I think we should foster beneficial and productive modes of thinking in all people, and discourage anything that has been proven time and time again to thwart progress.

No, not "all religious people" are "bad." But religion itself is a tool that had time and time again proven that it leads to poor modes of thinking. Even if not all adherents of a religion have these poor modes of thinking, the religion as a whole grants people all sorts of stupidity as "warranted." There's not really a way around this, unfortunately. All religions will foster belief in some people that they've got all the answers, for example, and that they need look no further, nor be open to any other opinions -even evidenced ones. There will be people who blindly accept anything their religion tells them is "true" - even to the detriment of those around them - for example, doctrine like that of the JWs that calls for ostracization of family members if they no longer believe. These things are just blatantly idiotic and abject failures of critical thinking by those that practice them. The people that fall into those "traps" are poor souls who can't even see how horrid they are being. Tell them all you want, and they will still think they have it "right," because they have the words of a deity "on their side."

Religion is just plain bad. And it breeds bad people. Not all people sucked into it will be "bad", but from my experience a large portion of them will. Their personality alone would come up against people telling them off, or letting them know their ideas are dumb and unwarranted. But their personality plus God and God's advocacy of 2,000 + year old ideas? Just bad.

Calilasseia's picture
One of the bodies of

One of the bodies of observational data that can be readily inspected at length here, is that all too often, supernaturalists are discoursively duplicitous. They abuse the proper rules of discourse to an extent that would leave a proper academic philosopher and logician such as Quine reaching for his flamethrower.

The problem being, of course, is that discoursive duplicity is endemic to supernaturalism, courtesy of the fact that it has nothing even remotely approaching a proper evidential standard against which to measure its assertions.
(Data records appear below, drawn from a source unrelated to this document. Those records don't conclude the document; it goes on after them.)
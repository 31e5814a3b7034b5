//! Board error types.

/// Errors surfaced to callers of the board service.
///
/// Upstream degradation never appears here: it only empties fields.
#[derive(Debug, Clone, PartialEq, Eq, thiserror::Error)]
pub enum BoardError {
    /// Neither the catalog nor the upstream knows the stop
    #[error("stop {0} not found")]
    StopNotFound(String),
}
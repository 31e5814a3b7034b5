//! HTTP route handlers.

use axum::{
    Json, Router,
    extract::{Path, Query, State},
    http::StatusCode,
    response::IntoResponse,
    routing::get,
};
use tracing::warn;

use crate::board::{BoardError, StopBoard};
use crate::domain::{InvalidStopId, StopId};
use crate::topology::LineView;

use super::dto::*;
use super::state::AppState;

/// Create the application router.
pub fn create_router(state: AppState) -> Router {
    Router::new()
        .route("/health", get(health))
        .route("/api/lines", get(list_lines))
        .route("/api/lines/:line", get(show_line))
        .route("/api/board/*stop_id", get(show_board))
        .with_state(state)
}

/// Health check endpoint.
async fn health() -> &'static str {
    "ok"
}

/// Every trunk line with its stop count.
async fn list_lines(State(state): State<AppState>) -> Json<LinesResponse> {
    Json(LinesResponse {
        lines: state.board.lines(),
    })
}

/// Stops of one trunk, looked up by service code or trunk name.
async fn show_line(
    State(state): State<AppState>,
    Path(line): Path<String>,
) -> Result<Json<LineView>, AppError> {
    state
        .board
        .line(&line)
        .map(Json)
        .ok_or_else(|| AppError::NotFound {
            message: format!("Unknown line: {line}"),
        })
}

/// Arrivals, transfers and headways for a stop.
///
/// The stop id may carry a `/realtime` suffix.
async fn show_board(
    State(state): State<AppState>,
    Path(stop_id): Path<String>,
    Query(query): Query<BoardQuery>,
) -> Result<Json<StopBoard>, AppError> {
    let stop = StopId::parse(stop_id.trim_start_matches('/'))?;
    let board = match query.at {
        Some(at) => state.board.board(&stop, at).await?,
        None => state.board.board_now(&stop).await?,
    };
    Ok(Json(board))
}

/// Application error type.
#[derive(Debug)]
pub enum AppError {
    BadRequest { message: String },
    NotFound { message: String },
}

impl From<InvalidStopId> for AppError {
    fn from(e: InvalidStopId) -> Self {
        AppError::BadRequest {
            message: e.to_string(),
        }
    }
}

impl From<BoardError> for AppError {
    fn from(e: BoardError) -> Self {
        match e {
            BoardError::StopNotFound(_) => AppError::NotFound {
                message: e.to_string(),
            },
        }
    }
}

impl IntoResponse for AppError {
    fn into_response(self) -> axum::response::Response {
        let (status, message) = match self {
            AppError::BadRequest { message } => (StatusCode::BAD_REQUEST, message),
            AppError::NotFound { message } => (StatusCode::NOT_FOUND, message),
        };

        warn!(status = status.as_u16(), %message, "request failed");

        let body = Json(ErrorResponse { error: message });
        (status, body).into_response()
    }
}

#[cfg(test)]
mod tests {
    use super::*;
    use std::sync::Arc;

    use crate::board::{BoardConfig, StopBoardService};
    use crate::catalog::StopCatalog;
    use crate::topology::{TrunkTopology, nyc_subway};
    use crate::transiter::{MockTransitApi, Upstream};
    use serde_json::json;

    const STOPS: &str = "\
stop_id,stop_name,stop_lat,stop_lon
A09,168 St,40.840719,-73.939561
";

    fn state() -> AppState {
        let catalog = StopCatalog::load(STOPS.as_bytes()).unwrap();
        let topology = TrunkTopology::build(&catalog, nyc_subway());
        let mock = MockTransitApi::new()
            .with_route("A", "A")
            .with_stop_json("A09", json!({"name": "168 St"}));
        AppState::new(StopBoardService::new(
            Upstream::Mock(mock),
            Arc::new(catalog),
            Arc::new(topology),
            BoardConfig::default(),
        ))
    }

    #[test]
    fn router_builds() {
        let _router = create_router(state());
    }

    #[tokio::test]
    async fn board_for_known_stop() {
        let Json(board) = show_board(
            State(state()),
            Path("A09/realtime".to_string()),
            Query(BoardQuery { at: Some(0.0) }),
        )
        .await
        .unwrap();

        assert_eq!(board.stop_id, "A09");
        assert_eq!(board.stop_name, "168 St");
    }

    #[tokio::test]
    async fn invalid_stop_is_bad_request() {
        let err = show_board(
            State(state()),
            Path("A 09".to_string()),
            Query(BoardQuery::default()),
        )
        .await
        .unwrap_err();

        assert_eq!(err.into_response().status(), StatusCode::BAD_REQUEST);
    }

    #[tokio::test]
    async fn unknown_stop_is_not_found() {
        let err = show_board(
            State(state()),
            Path("Z99".to_string()),
            Query(BoardQuery::default()),
        )
        .await
        .unwrap_err();

        assert_eq!(err.into_response().status(), StatusCode::NOT_FOUND);
    }

    #[tokio::test]
    async fn lines_listing_and_lookup() {
        let Json(lines) = list_lines(State(state())).await;
        assert_eq!(lines.lines.len(), 15);

        let Json(line) = show_line(State(state()), Path("A".to_string()))
            .await
            .unwrap();
        assert_eq!(line.trunk, "Eighth Avenue Line");
        assert_eq!(line.stops.len(), 1);

        let err = show_line(State(state()), Path("X".to_string()))
            .await
            .unwrap_err();
        assert_eq!(err.into_response().status(), StatusCode::NOT_FOUND);
    }
}
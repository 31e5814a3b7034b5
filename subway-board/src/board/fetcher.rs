//! Stop board fan-out.

use std::time::Duration;

use futures::future::join_all;

use crate::domain::StopId;
use crate::transiter::{StopResponse, StopTime, TransitApi};

use super::upstream::attempt;

/// The upstream answer for one queried stop id.
#[derive(Debug, Clone)]
pub struct FetchedStop {
    pub stop: StopId,
    /// `None` when the call failed or timed out.
    pub payload: Option<StopResponse>,
}

impl FetchedStop {
    /// Stop times in feed order; empty for a failed call.
    pub fn stop_times(&self) -> &[StopTime] {
        self.payload
            .as_ref()
            .map(StopResponse::stop_times)
            .unwrap_or_default()
    }

    /// Stop name reported by the upstream.
    pub fn stop_name(&self) -> Option<&str> {
        self.payload.as_ref()?.name.as_deref()
    }

    pub fn is_failed(&self) -> bool {
        self.payload.is_none()
    }
}

/// Fetches the boards of a stop and its directional platforms.
pub struct ArrivalFetcher<'a, A> {
    api: &'a A,
    timeout: Duration,
}

impl<'a, A: TransitApi> ArrivalFetcher<'a, A> {
    pub fn new(api: &'a A, timeout: Duration) -> Self {
        Self { api, timeout }
    }

    /// Query every variant of `stop` concurrently.
    ///
    /// Returns one entry per variant, in [`StopId::query_variants`] order.
    /// A failed variant is an entry with no payload; its siblings are
    /// unaffected.
    pub async fn fetch(&self, stop: &StopId) -> Vec<FetchedStop> {
        let calls = stop.query_variants().into_iter().map(|variant| async move {
            let target = variant.query_path();
            let payload = attempt("stop", &target, self.timeout, self.api.stop(&variant))
                .await
                .ok();
            FetchedStop {
                stop: variant,
                payload,
            }
        });

        join_all(calls).await
    }
}
//! Upstream stop identifier types.

use std::fmt;

/// Suffix the upstream API accepts on stop queries to request realtime data.
pub const REALTIME_SUFFIX: &str = "/realtime";

/// Error returned when parsing an invalid stop identifier.
#[derive(Debug, Clone, PartialEq, Eq, thiserror::Error)]
#[error("invalid stop id: {reason}")]
pub struct InvalidStopId {
    reason: &'static str,
}

/// Platform direction of a child stop.
///
/// Child stops share their parent's id with a trailing `N` or `S`.
#[derive(Debug, Clone, Copy, PartialEq, Eq, Hash)]
pub enum Direction {
    North,
    South,
}

impl Direction {
    /// Both directions, in query order.
    pub const ALL: [Direction; 2] = [Direction::North, Direction::South];

    /// The character appended to a parent stop id.
    pub fn suffix(self) -> char {
        match self {
            Direction::North => 'N',
            Direction::South => 'S',
        }
    }

    /// Parse a trailing direction character.
    pub fn from_suffix(c: char) -> Option<Self> {
        match c {
            'N' => Some(Direction::North),
            'S' => Some(Direction::South),
            _ => None,
        }
    }
}

/// Returns true if the raw id names a directional child platform.
pub fn is_directional(raw: &str) -> bool {
    raw.chars().last().and_then(Direction::from_suffix).is_some()
}

/// Remove any realtime query suffix from a raw upstream id.
pub fn strip_realtime(raw: &str) -> String {
    raw.replace(REALTIME_SUFFIX, "")
}

/// A stop identifier as used against the upstream API.
///
/// The identifier keeps its clean form (used for display, catalog lookups
/// and transfer records) separate from whether the caller asked for the
/// realtime variant of the query. The realtime flag is carried through to
/// [`StopId::query_path`] and to directional variants.
///
/// # Examples
///
/// ```
/// use subway_board::domain::StopId;
///
/// let stop = StopId::parse("A09/realtime").unwrap();
/// assert_eq!(stop.as_str(), "A09");
/// assert_eq!(stop.query_path(), "A09/realtime");
///
/// let ids: Vec<String> = stop.query_variants().iter().map(|s| s.query_path()).collect();
/// assert_eq!(ids, ["A09/realtime", "A09N/realtime", "A09S/realtime"]);
///
/// assert!(StopId::parse("").is_err());
/// ```
#[derive(Clone, PartialEq, Eq, Hash)]
pub struct StopId {
    base: String,
    realtime: bool,
}

impl StopId {
    /// Parse a stop identifier, splitting off a trailing `/realtime`.
    pub fn parse(s: &str) -> Result<Self, InvalidStopId> {
        let s = s.trim();
        let (base, realtime) = match s.strip_suffix(REALTIME_SUFFIX) {
            Some(base) => (base, true),
            None => (s, false),
        };

        if base.is_empty() {
            return Err(InvalidStopId {
                reason: "must not be empty",
            });
        }

        if base.contains('/') || base.chars().any(char::is_whitespace) {
            return Err(InvalidStopId {
                reason: "must not contain '/' or whitespace",
            });
        }

        Ok(Self {
            base: base.to_string(),
            realtime,
        })
    }

    /// The clean identifier, without any realtime suffix.
    pub fn as_str(&self) -> &str {
        &self.base
    }

    /// Whether the caller asked for the realtime variant.
    pub fn is_realtime(&self) -> bool {
        self.realtime
    }

    /// The identifier as it should be sent upstream.
    pub fn query_path(&self) -> String {
        if self.realtime {
            format!("{}{}", self.base, REALTIME_SUFFIX)
        } else {
            self.base.clone()
        }
    }

    /// The same stop without the realtime flag.
    pub fn clean(&self) -> StopId {
        Self {
            base: self.base.clone(),
            realtime: false,
        }
    }

    /// Direction of this stop, if it is a child platform.
    pub fn direction(&self) -> Option<Direction> {
        self.base.chars().last().and_then(Direction::from_suffix)
    }

    /// Returns true if this id names a directional child platform.
    pub fn is_directional(&self) -> bool {
        self.direction().is_some()
    }

    /// The child platform id for one direction of this stop.
    pub fn with_direction(&self, direction: Direction) -> StopId {
        let mut base = self.base.clone();
        base.push(direction.suffix());
        Self {
            base,
            realtime: self.realtime,
        }
    }

    /// The parent stop of a directional id.
    ///
    /// Returns `None` for non-directional ids, or when stripping the
    /// direction would leave nothing behind.
    pub fn parent(&self) -> Option<StopId> {
        self.direction()?;
        let base = &self.base[..self.base.len() - 1];
        if base.is_empty() {
            return None;
        }
        Some(Self {
            base: base.to_string(),
            realtime: self.realtime,
        })
    }

    /// Every id to query for arrivals at this stop.
    ///
    /// Directional ids are queried alone; any other id is queried together
    /// with its northbound and southbound platforms, in that order.
    pub fn query_variants(&self) -> Vec<StopId> {
        let mut ids = vec![self.clone()];
        if !self.is_directional() {
            ids.extend(Direction::ALL.map(|d| self.with_direction(d)));
        }
        ids
    }
}

impl fmt::Debug for StopId {
    fn fmt(&self, f: &mut fmt::Formatter<'_>) -> fmt::Result {
        write!(f, "StopId({})", self.query_path())
    }
}

impl fmt::Display for StopId {
    fn fmt(&self, f: &mut fmt::Formatter<'_>) -> fmt::Result {
        f.write_str(&self.base)
    }
}


#[cfg(test)]
mod proptests {
    use super::*;
    use proptest::prelude::*;

    proptest! {
        /// Ids ending in a direction letter are only ever queried alone
        #[test]
        fn directional_queries_itself_only(base in "[A-Z0-9]{1,4}", dir in "[NS]") {
            let id = StopId::parse(&format!("{base}{dir}")).unwrap();
            prop_assert_eq!(id.query_variants(), vec![id.clone()]);
        }

        /// Any other id is queried as {id, idN, idS}
        #[test]
        fn parent_queries_three(base in "[A-Z0-9]{0,3}[A-MO-RT-Z0-9]") {
            let id = StopId::parse(&base).unwrap();
            let paths: Vec<String> = id.query_variants().iter().map(|s| s.query_path()).collect();
            prop_assert_eq!(paths, vec![base.clone(), format!("{base}N"), format!("{base}S")]);
        }
    }
}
Its primary "methodology", assuming one can dignify the process in operation by that term, is provided by apologetics, which at bottom consists of "make up whatever shit you need in order to persuade yourself that you've propped up your favourite mythology". The typical supernaturalist, once steeped in this perverse ersatz for a genuine methodology, would blow an artery if asked to meet the standards present in, say, physics, or even worse, pure mathematics. The duplicity inherent in supernaturalism, eventually grafts itself onto its adherents and corrupts them. Indeed, if there were no other reason to object to supernaturalism, this one alone would be sufficient to warrant its extirpation from the world of human endeavour and human thought.